EXERCISE OBJECTIVE – Exact transcription of the records is required.

DATA SHOWN –
• • • • • • •

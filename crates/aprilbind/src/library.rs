//! Runtime loading of the native AprilTag library.
//!
//! Candidates are tried in order:
//! 1. the path in `APRILBIND_LIBRARY`, if set;
//! 2. the bare platform file name, resolved by the OS loader;
//! 3. the file name next to the running executable;
//! 4. `<cwd>/../build/lib/<file name>`.

use std::ffi::{c_char, c_int, c_uint};
use std::path::{Path, PathBuf};

use libloading::{Library, Symbol};

use crate::error::{Error, Result};
use crate::ffi::{ApriltagDetector, ApriltagFamily, ImageU8, ZArray};

/// Environment variable holding an explicit library path.
pub const LIBRARY_ENV: &str = "APRILBIND_LIBRARY";

/// Platform file name of the shared library.
pub fn library_file_name() -> &'static str {
    if cfg!(target_os = "macos") {
        "libapriltag.dylib"
    } else if cfg!(target_os = "windows") {
        "apriltag.dll"
    } else {
        "libapriltag.so"
    }
}

/// Ordered list of paths to try.
pub fn candidate_paths(
    env_override: Option<PathBuf>,
    exe_dir: Option<&Path>,
    cwd: Option<&Path>,
) -> Vec<PathBuf> {
    let file = library_file_name();
    let mut out = Vec::with_capacity(4);
    out.extend(env_override);
    out.push(PathBuf::from(file));
    if let Some(dir) = exe_dir {
        out.push(dir.join(file));
    }
    if let Some(cwd) = cwd {
        out.push(cwd.join("..").join("build").join("lib").join(file));
    }
    out
}

/// Entry points resolved from the loaded library.
///
/// The function pointers are valid for as long as `_lib` is alive. `_lib` is
/// only `None` for in-process entry points that need no library handle.
pub struct NativeApi {
    pub path: PathBuf,
    pub detector_create: unsafe extern "C" fn() -> *mut ApriltagDetector,
    pub detector_destroy: unsafe extern "C" fn(*mut ApriltagDetector),
    pub detector_add_family: unsafe extern "C" fn(*mut ApriltagDetector, *mut ApriltagFamily),
    pub detector_enable_quad_contours: unsafe extern "C" fn(*mut ApriltagDetector, c_int),
    pub detector_detect: unsafe extern "C" fn(*mut ApriltagDetector, *mut ImageU8) -> *mut ZArray,
    pub detections_destroy: unsafe extern "C" fn(*mut ZArray),
    pub family_create: unsafe extern "C" fn(*const c_char) -> *mut ApriltagFamily,
    pub family_destroy: Option<unsafe extern "C" fn(*mut ApriltagFamily)>,
    pub family_list: unsafe extern "C" fn() -> *mut ZArray,
    pub family_list_destroy: Option<unsafe extern "C" fn(*mut ZArray)>,
    pub image_u8_create: unsafe extern "C" fn(c_uint, c_uint) -> *mut ImageU8,
    pub image_u8_destroy: unsafe extern "C" fn(*mut ImageU8),
    pub vis_detections: unsafe extern "C" fn(*mut ZArray, *mut ImageU8),
    pub(crate) _lib: Option<Library>,
}

impl NativeApi {
    /// Load from the default search path.
    pub fn load() -> Result<Self> {
        let exe_dir = std::env::current_exe()
            .ok()
            .and_then(|p| p.parent().map(Path::to_path_buf));
        let cwd = std::env::current_dir().ok();
        let candidates = candidate_paths(
            std::env::var_os(LIBRARY_ENV).map(PathBuf::from),
            exe_dir.as_deref(),
            cwd.as_deref(),
        );
        Self::load_first(&candidates)
    }

    /// Load the first candidate that opens.
    pub fn load_first(candidates: &[PathBuf]) -> Result<Self> {
        for path in candidates {
            // SAFETY: loading runs the library's initialisers; libapriltag has none
            // with side effects beyond allocation.
            match unsafe { Library::new(path) } {
                Ok(lib) => {
                    tracing::info!("Loaded native AprilTag library from {}", path.display());
                    return Self::resolve(lib, path.clone());
                }
                Err(e) => tracing::debug!("Cannot load {}: {}", path.display(), e),
            }
        }
        Err(Error::LibraryNotFound {
            tried: candidates.to_vec(),
        })
    }

    fn resolve(lib: Library, path: PathBuf) -> Result<Self> {
        // SAFETY: the signatures below match the native headers.
        unsafe {
            Ok(Self {
                detector_create: required(&lib, "apriltag_detector_create")?,
                detector_destroy: required(&lib, "apriltag_detector_destroy")?,
                detector_add_family: required(&lib, "apriltag_detector_add_family")?,
                detector_enable_quad_contours: required(
                    &lib,
                    "apriltag_detector_enable_quad_contours",
                )?,
                detector_detect: required(&lib, "apriltag_detector_detect")?,
                detections_destroy: required(&lib, "apriltag_detections_destroy")?,
                family_create: required(&lib, "apriltag_family_create")?,
                family_destroy: optional(&lib, "apriltag_family_destroy"),
                family_list: required(&lib, "apriltag_family_list")?,
                family_list_destroy: optional(&lib, "apriltag_family_list_destroy"),
                image_u8_create: required(&lib, "image_u8_create")?,
                image_u8_destroy: required(&lib, "image_u8_destroy")?,
                vis_detections: required(&lib, "apriltag_vis_detections")?,
                path,
                _lib: Some(lib),
            })
        }
    }
}

unsafe fn required<T: Copy>(lib: &Library, symbol: &'static str) -> Result<T> {
    let sym: Symbol<T> = lib
        .get(symbol.as_bytes())
        .map_err(|source| Error::MissingSymbol { symbol, source })?;
    Ok(*sym)
}

unsafe fn optional<T: Copy>(lib: &Library, symbol: &'static str) -> Option<T> {
    match lib.get::<T>(symbol.as_bytes()) {
        Ok(sym) => Some(*sym),
        Err(_) => {
            tracing::debug!("Optional symbol `{}` not exported", symbol);
            None
        }
    }
}

#[cfg(test)]
mod tests {
    use super::*;

    #[test]
    fn search_order_prefers_override_then_os_loader() {
        let c = candidate_paths(
            Some(PathBuf::from("/opt/custom/libapriltag.so")),
            Some(Path::new("/usr/local/bin")),
            Some(Path::new("/work/app")),
        );
        let file = library_file_name();
        assert_eq!(
            c,
            vec![
                PathBuf::from("/opt/custom/libapriltag.so"),
                PathBuf::from(file),
                Path::new("/usr/local/bin").join(file),
                Path::new("/work/app/../build/lib").join(file),
            ]
        );
    }

    #[test]
    fn search_skips_unknown_locations() {
        let c = candidate_paths(None, None, None);
        assert_eq!(c, vec![PathBuf::from(library_file_name())]);
    }

    #[test]
    fn missing_library_lists_every_candidate() {
        let candidates = vec![
            PathBuf::from("/nonexistent/aprilbind/a/libapriltag.so"),
            PathBuf::from("/nonexistent/aprilbind/b/libapriltag.so"),
        ];
        match NativeApi::load_first(&candidates) {
            Err(Error::LibraryNotFound { tried }) => assert_eq!(tried, candidates),
            Err(e) => panic!("unexpected error: {e}"),
            Ok(_) => panic!("nonexistent library loaded"),
        }
    }

    #[cfg(all(target_os = "linux", target_env = "gnu"))]
    #[test]
    fn library_without_entry_points_names_missing_symbol() {
        // Any loadable library lacking the AprilTag exports will do.
        let path = PathBuf::from("libc.so.6");
        let lib = unsafe { Library::new(&path) }.unwrap();
        match NativeApi::resolve(lib, path) {
            Err(err @ Error::MissingSymbol { symbol, .. }) => {
                assert_eq!(symbol, "apriltag_detector_create");
                assert!(err.to_string().contains("apriltag_detector_create"));
            }
            Err(e) => panic!("unexpected error: {e}"),
            Ok(_) => panic!("libc resolved as AprilTag"),
        }
    }
}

• • • • • • •

PROBLEM SOLUTION –
filename crates/aprilbind/src/library.rs
//! Runtime loading of the native AprilTag library.
//!
//! Candidates are tried in order:
//! 1. the path in `APRILBIND_LIBRARY`, if set;
//! 2. the bare platform file name, resolved by the OS loader;
//! 3. the file name next to the running executable;
//! 4. `<cwd>/../build/lib/<file name>`.

use std::ffi::{c_char, c_int, c_uint};
use std::path::{Path, PathBuf};

use libloading::{Library, Symbol};

use crate::error::{Error, Result};
use crate::ffi::{ApriltagDetector, ApriltagFamily, ImageU8, ZArray};

/// Environment variable holding an explicit library path.
pub const LIBRARY_ENV: &str = "APRILBIND_LIBRARY";

/// Platform file name of the shared library.
pub fn library_file_name() -> &'static str {
    if cfg!(target_os = "macos") {
        "libapriltag.dylib"
    } else if cfg!(target_os = "windows") {
        "apriltag.dll"
    } else {
        "libapriltag.so"
    }
}

/// Ordered list of paths to try.
pub fn candidate_paths(
    env_override: Option<PathBuf>,
    exe_dir: Option<&Path>,
    cwd: Option<&Path>,
) -> Vec<PathBuf> {
    let file = library_file_name();
    let mut out = Vec::with_capacity(4);
    out.extend(env_override);
    out.push(PathBuf::from(file));
    if let Some(dir) = exe_dir {
        out.push(dir.join(file));
    }
    if let Some(cwd) = cwd {
        out.push(cwd.join("..").join("build").join("lib").join(file));
    }
    out
}

/// Entry points resolved from the loaded library.
///
/// The function pointers are valid for as long as `_lib` is alive. `_lib` is
/// only `None` for in-process entry points that need no library handle.
pub struct NativeApi {
    pub path: PathBuf,
    pub detector_create: unsafe extern "C" fn() -> *mut ApriltagDetector,
    pub detector_destroy: unsafe extern "C" fn(*mut ApriltagDetector),
    pub detector_add_family: unsafe extern "C" fn(*mut ApriltagDetector, *mut ApriltagFamily),
    pub detector_enable_quad_contours: unsafe extern "C" fn(*mut ApriltagDetector, c_int),
    pub detector_detect: unsafe extern "C" fn(*mut ApriltagDetector, *mut ImageU8) -> *mut ZArray,
    pub detections_destroy: unsafe extern "C" fn(*mut ZArray),
    pub family_create: unsafe extern "C" fn(*const c_char) -> *mut ApriltagFamily,
    pub family_destroy: Option<unsafe extern "C" fn(*mut ApriltagFamily)>,
    pub family_list: unsafe extern "C" fn() -> *mut ZArray,
    pub family_list_destroy: Option<unsafe extern "C" fn(*mut ZArray)>,
    pub image_u8_create: unsafe extern "C" fn(c_uint, c_uint) -> *mut ImageU8,
    pub image_u8_destroy: unsafe extern "C" fn(*mut ImageU8),
    pub vis_detections: unsafe extern "C" fn(*mut ZArray, *mut ImageU8),
    pub(crate) _lib: Option<Library>,
}

impl NativeApi {
    /// Load from the default search path.
    pub fn load() -> Result<Self> {
        let exe_dir = std::env::current_exe()
            .ok()
            .and_then(|p| p.parent().map(Path::to_path_buf));
        let cwd = std::env::current_dir().ok();
        let candidates = candidate_paths(
            std::env::var_os(LIBRARY_ENV).map(PathBuf::from),
            exe_dir.as_deref(),
            cwd.as_deref(),
        );
        Self::load_first(&candidates)
    }

    /// Load the first candidate that opens.
    pub fn load_first(candidates: &[PathBuf]) -> Result<Self> {
        for path in candidates {
            // SAFETY: loading runs the library's initialisers; libapriltag has none
            // with side effects beyond allocation.
            match unsafe { Library::new(path) } {
                Ok(lib) => {
                    tracing::info!("Loaded native AprilTag library from {}", path.display());
                    return Self::resolve(lib, path.clone());
                }
                Err(e) => tracing::debug!("Cannot load {}: {}", path.display(), e),
            }
        }
        Err(Error::LibraryNotFound {
            tried: candidates.to_vec(),
        })
    }

    fn resolve(lib: Library, path: PathBuf) -> Result<Self> {
        // SAFETY: the signatures below match the native headers.
        unsafe {
            Ok(Self {
                detector_create: required(&lib, "apriltag_detector_create")?,
                detector_destroy: required(&lib, "apriltag_detector_destroy")?,
                detector_add_family: required(&lib, "apriltag_detector_add_family")?,
                detector_enable_quad_contours: required(
                    &lib,
                    "apriltag_detector_enable_quad_contours",
                )?,
                detector_detect: required(&lib, "apriltag_detector_detect")?,
                detections_destroy: required(&lib, "apriltag_detections_destroy")?,
                family_create: required(&lib, "apriltag_family_create")?,
                family_destroy: optional(&lib, "apriltag_family_destroy"),
                family_list: required(&lib, "apriltag_family_list")?,
                family_list_destroy: optional(&lib, "apriltag_family_list_destroy"),
                image_u8_create: required(&lib, "image_u8_create")?,
                image_u8_destroy: required(&lib, "image_u8_destroy")?,
                vis_detections: required(&lib, "apriltag_vis_detections")?,
                path,
                _lib: Some(lib),
            })
        }
    }
}

unsafe fn required<T: Copy>(lib: &Library, symbol: &'static str) -> Result<T> {
    let sym: Symbol<T> = lib
        .get(symbol.as_bytes())
        .map_err(|source| Error::MissingSymbol { symbol, source })?;
    Ok(*sym)
}

unsafe fn optional<T: Copy>(lib: &Library, symbol: &'static str) -> Option<T> {
    match lib.get::<T>(symbol.as_bytes()) {
        Ok(sym) => Some(*sym),
        Err(_) => {
            tracing::debug!("Optional symbol `{}` not exported", symbol);
            None
        }
    }
}

#[cfg(test)]
mod tests {
    use super::*;

    #[test]
    fn search_order_prefers_override_then_os_loader() {
        let c = candidate_paths(
            Some(PathBuf::from("/opt/custom/libapriltag.so")),
            Some(Path::new("/usr/local/bin")),
            Some(Path::new("/work/app")),
        );
        let file = library_file_name();
        assert_eq!(
            c,
            vec![
                PathBuf::from("/opt/custom/libapriltag.so"),
                PathBuf::from(file),
                Path::new("/usr/local/bin").join(file),
                Path::new("/work/app/../build/lib").join(file),
            ]
        );
    }

    #[test]
    fn search_skips_unknown_locations() {
        let c = candidate_paths(None, None, None);
        assert_eq!(c, vec![PathBuf::from(library_file_name())]);
    }

    #[test]
    fn missing_library_lists_every_candidate() {
        let candidates = vec![
            PathBuf::from("/nonexistent/aprilbind/a/libapriltag.so"),
            PathBuf::from("/nonexistent/aprilbind/b/libapriltag.so"),
        ];
        match NativeApi::load_first(&candidates) {
            Err(Error::LibraryNotFound { tried }) => assert_eq!(tried, candidates),
            Err(e) => panic!("unexpected error: {e}"),
            Ok(_) => panic!("nonexistent library loaded"),
        }
    }

    #[cfg(all(target_os = "linux", target_env = "gnu"))]
    #[test]
    fn library_without_entry_points_names_missing_symbol() {
        // Any loadable library lacking the AprilTag exports will do.
        let path = PathBuf::from("libc.so.6");
        let lib = unsafe { Library::new(&path) }.unwrap();
        match NativeApi::resolve(lib, path) {
            Err(err @ Error::MissingSymbol { symbol, .. }) => {
                assert_eq!(symbol, "apriltag_detector_create");
                assert!(err.to_string().contains("apriltag_detector_create"));
            }
            Err(e) => panic!("unexpected error: {e}"),
            Ok(_) => panic!("libc resolved as AprilTag"),
        }
    }
}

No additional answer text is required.